* [Materials provided]
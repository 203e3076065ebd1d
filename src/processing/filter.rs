//! Show filtering.
//!
//! Works over anything that wraps a [`CanonicalShow`], so stores can filter their persisted
//! records without unwrapping them first.

use chrono::NaiveDate;

use crate::types::CanonicalShow;

/// Shows playing on `date`, in input order.
pub fn shows_on_date<'a, T, I>(shows: I, date: NaiveDate) -> Vec<&'a T>
where
    T: AsRef<CanonicalShow> + 'a,
    I: IntoIterator<Item = &'a T>,
{
    shows
        .into_iter()
        .filter(|s| s.as_ref().show_date == date)
        .collect()
}

/// Shows whose provenance marker is `file_name`.
pub fn shows_from_file<'a, T, I>(shows: I, file_name: &str) -> Vec<&'a T>
where
    T: AsRef<CanonicalShow> + 'a,
    I: IntoIterator<Item = &'a T>,
{
    shows
        .into_iter()
        .filter(|s| s.as_ref().file_name == file_name)
        .collect()
}

#[cfg(test)]
mod tests {
    use super::*;
    use crate::processing::test_support::show;

    #[test]
    fn keeps_only_matching_date() {
        let shows = vec![
            show("A", "Hall", "Boston", "MA", "2025-04-15"),
            show("B", "Hall", "Boston", "MA", "2025-04-16"),
            show("C", "Arena", "Salem", "MA", "2025-04-15"),
        ];
        let date = NaiveDate::from_ymd_opt(2025, 4, 15).unwrap();
        let names: Vec<_> = shows_on_date(&shows, date)
            .into_iter()
            .map(|s| s.circus_name.as_str())
            .collect();
        assert_eq!(names, vec!["A", "C"]);
    }

    #[test]
    fn no_match_is_empty() {
        let shows = vec![show("A", "Hall", "Boston", "MA", "2025-04-15")];
        let date = NaiveDate::from_ymd_opt(2030, 1, 1).unwrap();
        assert!(shows_on_date(&shows, date).is_empty());
    }

    #[test]
    fn filters_by_file() {
        let mut other = show("B", "Hall", "Boston", "MA", "2025-04-16");
        other.file_name = "other.csv".to_string();
        let shows = vec![show("A", "Hall", "Boston", "MA", "2025-04-15"), other];
        assert_eq!(shows_from_file(&shows, "other.csv").len(), 1);
    }
}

* [Work order] Every record above should be written out exactly.

* [Written reply]
repository 203e3076065ebd1d
filename src/processing/filter.rs
//! Show filtering.
//!
//! Works over anything that wraps a [`CanonicalShow`], so stores can filter their persisted
//! records without unwrapping them first.

use chrono::NaiveDate;

use crate::types::CanonicalShow;

/// Shows playing on `date`, in input order.
pub fn shows_on_date<'a, T, I>(shows: I, date: NaiveDate) -> Vec<&'a T>
where
    T: AsRef<CanonicalShow> + 'a,
    I: IntoIterator<Item = &'a T>,
{
    shows
        .into_iter()
        .filter(|s| s.as_ref().show_date == date)
        .collect()
}

/// Shows whose provenance marker is `file_name`.
pub fn shows_from_file<'a, T, I>(shows: I, file_name: &str) -> Vec<&'a T>
where
    T: AsRef<CanonicalShow> + 'a,
    I: IntoIterator<Item = &'a T>,
{
    shows
        .into_iter()
        .filter(|s| s.as_ref().file_name == file_name)
        .collect()
}

#[cfg(test)]
mod tests {
    use super::*;
    use crate::processing::test_support::show;

    #[test]
    fn keeps_only_matching_date() {
        let shows = vec![
            show("A", "Hall", "Boston", "MA", "2025-04-15"),
            show("B", "Hall", "Boston", "MA", "2025-04-16"),
            show("C", "Arena", "Salem", "MA", "2025-04-15"),
        ];
        let date = NaiveDate::from_ymd_opt(2025, 4, 15).unwrap();
        let names: Vec<_> = shows_on_date(&shows, date)
            .into_iter()
            .map(|s| s.circus_name.as_str())
            .collect();
        assert_eq!(names, vec!["A", "C"]);
    }

    #[test]
    fn no_match_is_empty() {
        let shows = vec![show("A", "Hall", "Boston", "MA", "2025-04-15")];
        let date = NaiveDate::from_ymd_opt(2030, 1, 1).unwrap();
        assert!(shows_on_date(&shows, date).is_empty());
    }

    #[test]
    fn filters_by_file() {
        let mut other = show("B", "Hall", "Boston", "MA", "2025-04-16");
        other.file_name = "other.csv".to_string();
        let shows = vec![show("A", "Hall", "Boston", "MA", "2025-04-15"), other];
        assert_eq!(shows_from_file(&shows, "other.csv").len(), 1);
    }
}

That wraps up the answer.